A recent case out of New Jersey, Steinberg v. Sahara Sam’s, illustrates how evidence of gross negligence can help injured victims fight for compensation, despite the presence of a waiver. The case was recently considered by the New Jersey Supreme Court.
The incident in question happened in April 2010 on a surfboard simulator at an indoor water park. Guests had the option to either lie down flat on the bodyboard or stand on the “flowboard,” which sort of looks like a smaller surfboard. If a rider is standing up, an employee holds one end of the rope while the rider holds the other to assist with balance.
Plaintiff and his kids first tried to get on the ride before they had signed the liability waiver, but they were turned away. They came back after signing it and were granted access.

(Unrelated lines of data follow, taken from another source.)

use std::collections::HashMap;
use std::sync::atomic::{AtomicUsize, Ordering};
use std::sync::{PoisonError, RwLock};

use bytes::Bytes;
use polylink_types::Address;

use crate::error::{StoreError, StoreResult};
use crate::traits::{content_address, ContentStore};

/// In-memory, HashMap-based content store.
///
/// Intended for tests and embedding. Content is held behind a `RwLock` for
/// safe concurrent access. The store counts calls to `fetch` and `put` so
/// tests can assert how often the remote side was reached.
pub struct InMemoryContentStore {
    objects: RwLock<HashMap<Address, Bytes>>,
    fetches: AtomicUsize,
    puts: AtomicUsize,
}

impl InMemoryContentStore {
    /// Create a new empty in-memory store.
    pub fn new() -> Self {
        Self {
            objects: RwLock::new(HashMap::new()),
            fetches: AtomicUsize::new(0),
            puts: AtomicUsize::new(0),
        }
    }

    /// Store `data` under an explicit address, bypassing content addressing.
    ///
    /// Lets tests publish documents under readable names such as `foo-addr`.
    pub fn insert(&self, address: impl Into<Address>, data: impl Into<Bytes>) {
        self.objects
            .write()
            .unwrap_or_else(PoisonError::into_inner)
            .insert(address.into(), data.into());
    }

    /// Remove the content stored under `address`. Returns `true` if it existed.
    pub fn remove(&self, address: &Address) -> bool {
        self.objects
            .write()
            .unwrap_or_else(PoisonError::into_inner)
            .remove(address)
            .is_some()
    }

    /// Number of objects currently stored.
    pub fn len(&self) -> usize {
        self.objects
            .read()
            .unwrap_or_else(PoisonError::into_inner)
            .len()
    }

    /// Returns `true` if the store is empty.
    pub fn is_empty(&self) -> bool {
        self.len() == 0
    }

    /// Number of `fetch` calls served so far, successful or not.
    pub fn fetch_count(&self) -> usize {
        self.fetches.load(Ordering::SeqCst)
    }

    /// Number of `put` calls served so far.
    pub fn put_count(&self) -> usize {
        self.puts.load(Ordering::SeqCst)
    }
}

impl Default for InMemoryContentStore {
    fn default() -> Self {
        Self::new()
    }
}

impl ContentStore for InMemoryContentStore {
    fn fetch(&self, address: &Address) -> StoreResult<Bytes> {
        self.fetches.fetch_add(1, Ordering::SeqCst);
        let map = self.objects.read().unwrap_or_else(PoisonError::into_inner);
        map.get(address)
            .cloned()
            .ok_or_else(|| StoreError::NotFound(address.clone()))
    }

    fn put(&self, data: &[u8]) -> StoreResult<Address> {
        self.puts.fetch_add(1, Ordering::SeqCst);
        let address = content_address(data);
        let mut map = self.objects.write().unwrap_or_else(PoisonError::into_inner);
        // Same address, same content: keep the first copy.
        map.entry(address.clone())
            .or_insert_with(|| Bytes::copy_from_slice(data));
        Ok(address)
    }
}

impl std::fmt::Debug for InMemoryContentStore {
    fn fmt(&self, f: &mut std::fmt::Formatter<'_>) -> std::fmt::Result {
        f.debug_struct("InMemoryContentStore")
            .field("object_count", &self.len())
            .field("fetches", &self.fetch_count())
            .field("puts", &self.put_count())
            .finish()
    }
}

What the plaintiff did not know was that a year earlier, before the park opened to the public, the company’s corporate training designee instructed workers on the safe operation of the ride using the manufacturer’s 2008 manual. This manual differed from the 2007 manual, from when the machine was originally built. The 2008 manual indicated first-time riders should lay down on the board – not stand up. Further, the manual indicated that employees were supposed to tell riders they shouldn’t wrap the rope around their wrists or hold the rope with two hands because that would result in greater risk of injury.
When plaintiff approached the ride, the manufacturer signage from 2007 was displayed – not the updated signage from 2008, which plaintiff now says was crucial because the older sign failed to put him on notice as to the gravity of danger and precautions he needed to take to avoid injury as a first-time rider. He says he was not told it was better to lie down. Neither was he instructed not to wrap the rope around his wrists, which he did. Seconds after the flowboard was released on the water, he fell off head-first, hitting his head on the bottom of the surface, resulting in a spinal cord injury that rendered the geriatric psychologist an incomplete paraplegic. After undergoing emergency spinal fusion surgery and extensive rehabilitation, he regained the ability to walk without assistance.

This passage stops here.